▸ **Assigned task**: Given the entries below, please return each one exactly.
*** Data to use Section Begins ***
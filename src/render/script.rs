use std::io::Write;

use super::{Render, RenderState};
use crate::{diff::DiffOp, err::Result};

/// Commands that replay the change on a single address space: `wx` writes
/// bytes, `r-`/`r+` shrink or grow the space at an address.
///
/// `delta` is the drift caused by earlier size changes. It is accumulated from
/// the raw offsets of each resized operation and applied to the offsets of the
/// following ones.
#[derive(Debug, Default)]
pub struct ScriptRenderer {
    delta: i64,
}

impl ScriptRenderer {
    pub fn new(disasm: bool) -> Self {
        if disasm {
            log::warn!("script output ignores disassembly");
        }
        Self { delta: 0 }
    }

    fn shifted(&self, offset: u64) -> u64 {
        offset.wrapping_add_signed(self.delta)
    }
}

impl Render for ScriptRenderer {
    fn render(&mut self, op: &DiffOp<'_>, _state: &mut RenderState, out: &mut dyn Write) -> Result<()> {
        if op.source.len() == op.target.len() {
            writeln!(
                out,
                "wx {} @ 0x{:08x}",
                hex::encode(op.target),
                op.target_offset
            )?;
            return Ok(());
        }
        if !op.source.is_empty() {
            writeln!(
                out,
                "r-{} @ 0x{:08x}",
                op.source.len(),
                self.shifted(op.source_offset)
            )?;
        }
        if !op.target.is_empty() {
            let offset = self.shifted(op.target_offset);
            writeln!(out, "r+{} @ 0x{:08x}", op.target.len(), offset)?;
            writeln!(out, "wx {} @ 0x{:08x}", hex::encode(op.target), offset)?;
        }
        self.delta += op.target_offset as i64 - op.source_offset as i64;
        Ok(())
    }
}
use std::time::Duration;

use serde::Deserialize;

use crate::backoff::backoff_delay;

/// Configures retry attempts and exponential backoff.
#[derive(Clone, Debug, PartialEq, Deserialize)]
#[serde(default)]
pub struct RetryConfig {
    /// Total attempts including the first one. Values below 1 act as 1.
    pub max_attempts: u32,
    /// Delay before the first retry in milliseconds.
    pub initial_interval_ms: u64,
    /// Upper bound for any single delay in milliseconds.
    pub max_interval_ms: u64,
    /// Growth factor applied per failed attempt.
    pub backoff_multiplier: f64,
}

impl RetryConfig {
    /// Builds a policy from durations.
    pub fn new(
        max_attempts: u32,
        initial_interval: Duration,
        max_interval: Duration,
        backoff_multiplier: f64,
    ) -> Self {
        Self {
            max_attempts,
            initial_interval_ms: duration_to_ms(initial_interval),
            max_interval_ms: duration_to_ms(max_interval),
            backoff_multiplier,
        }
    }

    /// Policy that sends exactly one attempt.
    pub fn no_retry() -> Self {
        Self {
            max_attempts: 1,
            ..Self::default()
        }
    }

    pub fn initial_interval(&self) -> Duration {
        Duration::from_millis(self.initial_interval_ms)
    }

    pub fn max_interval(&self) -> Duration {
        Duration::from_millis(self.max_interval_ms)
    }

    pub(crate) fn effective_max_attempts(&self) -> u32 {
        self.max_attempts.max(1)
    }

    /// Delay before the retry that follows `attempt_index + 1` failures.
    pub fn delay_before_retry(&self, attempt_index: u32) -> Duration {
        backoff_delay(
            attempt_index,
            self.backoff_multiplier,
            self.initial_interval(),
            self.max_interval(),
        )
    }
}

impl Default for RetryConfig {
    fn default() -> Self {
        Self {
            max_attempts: 3,
            initial_interval_ms: 1_000,
            max_interval_ms: 30_000,
            backoff_multiplier: 2.0,
        }
    }
}

/// Configures the overall timeout and retry behavior.
#[derive(Clone, Debug, PartialEq, Deserialize)]
#[serde(default)]
pub struct ClientOptions {
    /// Bound for a whole call across all attempts, in milliseconds.
    /// `0` disables it.
    pub timeout_ms: u64,
    /// Retry policy.
    pub retry: RetryConfig,
}

impl ClientOptions {
    pub fn timeout(&self) -> Option<Duration> {
        (self.timeout_ms > 0).then(|| Duration::from_millis(self.timeout_ms))
    }
}

impl Default for ClientOptions {
    fn default() -> Self {
        Self {
            timeout_ms: 15 * 60 * 1_000,
            retry: RetryConfig::default(),
        }
    }
}

fn duration_to_ms(duration: Duration) -> u64 {
    u64::try_from(duration.as_millis()).unwrap_or(u64::MAX)
}

#[cfg(test)]
mod tests {
    use std::time::Duration;

    use super::{ClientOptions, RetryConfig};

    #[test]
    fn defaults() {
        let options = ClientOptions::default();
        assert_eq!(options.timeout(), Some(Duration::from_secs(900)));
        assert_eq!(options.retry.max_attempts, 3);
        assert_eq!(options.retry.initial_interval(), Duration::from_secs(1));
        assert_eq!(options.retry.max_interval(), Duration::from_secs(30));
    }

    #[test]
    fn zero_timeout_disables_bound() {
        let options = ClientOptions {
            timeout_ms: 0,
            ..ClientOptions::default()
        };
        assert_eq!(options.timeout(), None);
    }

    #[test]
    fn zero_attempts_still_sends_once() {
        let retry = RetryConfig {
            max_attempts: 0,
            ..RetryConfig::default()
        };
        assert_eq!(retry.effective_max_attempts(), 1);
        assert_eq!(RetryConfig::no_retry().effective_max_attempts(), 1);
    }

    #[test]
    fn delay_before_retry_uses_policy() {
        let retry = RetryConfig::new(
            3,
            Duration::from_millis(100),
            Duration::from_millis(500),
            2.0,
        );
        assert_eq!(retry.delay_before_retry(0), Duration::from_millis(100));
        assert_eq!(retry.delay_before_retry(1), Duration::from_millis(200));
        assert_eq!(retry.delay_before_retry(2), Duration::from_millis(400));
        assert_eq!(retry.delay_before_retry(3), Duration::from_millis(500));
    }

    #[test]
    fn deserializes_partial_options_with_defaults() {
        let options: ClientOptions =
            serde_json::from_str(r#"{"timeout_ms": 5000, "retry": {"max_attempts": 5}}"#).unwrap();
        assert_eq!(options.timeout_ms, 5_000);
        assert_eq!(options.retry.max_attempts, 5);
        assert_eq!(options.retry.backoff_multiplier, 2.0);
    }
}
*** Data to use Section Ends ***
▸ **Response to this exercise**:
filename src/render/script.rs
use std::io::Write;

use super::{Render, RenderState};
use crate::{diff::DiffOp, err::Result};

/// Commands that replay the change on a single address space: `wx` writes
/// bytes, `r-`/`r+` shrink or grow the space at an address.
///
/// `delta` is the drift caused by earlier size changes. It is accumulated from
/// the raw offsets of each resized operation and applied to the offsets of the
/// following ones.
#[derive(Debug, Default)]
pub struct ScriptRenderer {
    delta: i64,
}

impl ScriptRenderer {
    pub fn new(disasm: bool) -> Self {
        if disasm {
            log::warn!("script output ignores disassembly");
        }
        Self { delta: 0 }
    }

    fn shifted(&self, offset: u64) -> u64 {
        offset.wrapping_add_signed(self.delta)
    }
}

impl Render for ScriptRenderer {
    fn render(&mut self, op: &DiffOp<'_>, _state: &mut RenderState, out: &mut dyn Write) -> Result<()> {
        if op.source.len() == op.target.len() {
            writeln!(
                out,
                "wx {} @ 0x{:08x}",
                hex::encode(op.target),
                op.target_offset
            )?;
            return Ok(());
        }
        if !op.source.is_empty() {
            writeln!(
                out,
                "r-{} @ 0x{:08x}",
                op.source.len(),
                self.shifted(op.source_offset)
            )?;
        }
        if !op.target.is_empty() {
            let offset = self.shifted(op.target_offset);
            writeln!(out, "r+{} @ 0x{:08x}", op.target.len(), offset)?;
            writeln!(out, "wx {} @ 0x{:08x}", hex::encode(op.target), offset)?;
        }
        self.delta += op.target_offset as i64 - op.source_offset as i64;
        Ok(())
    }
}
use std::time::Duration;

use serde::Deserialize;

use crate::backoff::backoff_delay;

/// Configures retry attempts and exponential backoff.
#[derive(Clone, Debug, PartialEq, Deserialize)]
#[serde(default)]
pub struct RetryConfig {
    /// Total attempts including the first one. Values below 1 act as 1.
    pub max_attempts: u32,
    /// Delay before the first retry in milliseconds.
    pub initial_interval_ms: u64,
    /// Upper bound for any single delay in milliseconds.
    pub max_interval_ms: u64,
    /// Growth factor applied per failed attempt.
    pub backoff_multiplier: f64,
}

impl RetryConfig {
    /// Builds a policy from durations.
    pub fn new(
        max_attempts: u32,
        initial_interval: Duration,
        max_interval: Duration,
        backoff_multiplier: f64,
    ) -> Self {
        Self {
            max_attempts,
            initial_interval_ms: duration_to_ms(initial_interval),
            max_interval_ms: duration_to_ms(max_interval),
            backoff_multiplier,
        }
    }

    /// Policy that sends exactly one attempt.
    pub fn no_retry() -> Self {
        Self {
            max_attempts: 1,
            ..Self::default()
        }
    }

    pub fn initial_interval(&self) -> Duration {
        Duration::from_millis(self.initial_interval_ms)
    }

    pub fn max_interval(&self) -> Duration {
        Duration::from_millis(self.max_interval_ms)
    }

    pub(crate) fn effective_max_attempts(&self) -> u32 {
        self.max_attempts.max(1)
    }

    /// Delay before the retry that follows `attempt_index + 1` failures.
    pub fn delay_before_retry(&self, attempt_index: u32) -> Duration {
        backoff_delay(
            attempt_index,
            self.backoff_multiplier,
            self.initial_interval(),
            self.max_interval(),
        )
    }
}

impl Default for RetryConfig {
    fn default() -> Self {
        Self {
            max_attempts: 3,
            initial_interval_ms: 1_000,
            max_interval_ms: 30_000,
            backoff_multiplier: 2.0,
        }
    }
}

/// Configures the overall timeout and retry behavior.
#[derive(Clone, Debug, PartialEq, Deserialize)]
#[serde(default)]
pub struct ClientOptions {
    /// Bound for a whole call across all attempts, in milliseconds.
    /// `0` disables it.
    pub timeout_ms: u64,
    /// Retry policy.
    pub retry: RetryConfig,
}

impl ClientOptions {
    pub fn timeout(&self) -> Option<Duration> {
        (self.timeout_ms > 0).then(|| Duration::from_millis(self.timeout_ms))
    }
}

impl Default for ClientOptions {
    fn default() -> Self {
        Self {
            timeout_ms: 15 * 60 * 1_000,
            retry: RetryConfig::default(),
        }
    }
}

fn duration_to_ms(duration: Duration) -> u64 {
    u64::try_from(duration.as_millis()).unwrap_or(u64::MAX)
}

#[cfg(test)]
mod tests {
    use std::time::Duration;

    use super::{ClientOptions, RetryConfig};

    #[test]
    fn defaults() {
        let options = ClientOptions::default();
        assert_eq!(options.timeout(), Some(Duration::from_secs(900)));
        assert_eq!(options.retry.max_attempts, 3);
        assert_eq!(options.retry.initial_interval(), Duration::from_secs(1));
        assert_eq!(options.retry.max_interval(), Duration::from_secs(30));
    }

    #[test]
    fn zero_timeout_disables_bound() {
        let options = ClientOptions {
            timeout_ms: 0,
            ..ClientOptions::default()
        };
        assert_eq!(options.timeout(), None);
    }

    #[test]
    fn zero_attempts_still_sends_once() {
        let retry = RetryConfig {
            max_attempts: 0,
            ..RetryConfig::default()
        };
        assert_eq!(retry.effective_max_attempts(), 1);
        assert_eq!(RetryConfig::no_retry().effective_max_attempts(), 1);
    }

    #[test]
    fn delay_before_retry_uses_policy() {
        let retry = RetryConfig::new(
            3,
            Duration::from_millis(100),
            Duration::from_millis(500),
            2.0,
        );
        assert_eq!(retry.delay_before_retry(0), Duration::from_millis(100));
        assert_eq!(retry.delay_before_retry(1), Duration::from_millis(200));
        assert_eq!(retry.delay_before_retry(2), Duration::from_millis(400));
        assert_eq!(retry.delay_before_retry(3), Duration::from_millis(500));
    }

    #[test]
    fn deserializes_partial_options_with_defaults() {
        let options: ClientOptions =
            serde_json::from_str(r#"{"timeout_ms": 5000, "retry": {"max_attempts": 5}}"#).unwrap();
        assert_eq!(options.timeout_ms, 5_000);
        assert_eq!(options.retry.max_attempts, 5);
        assert_eq!(options.retry.backoff_multiplier, 2.0);
    }
}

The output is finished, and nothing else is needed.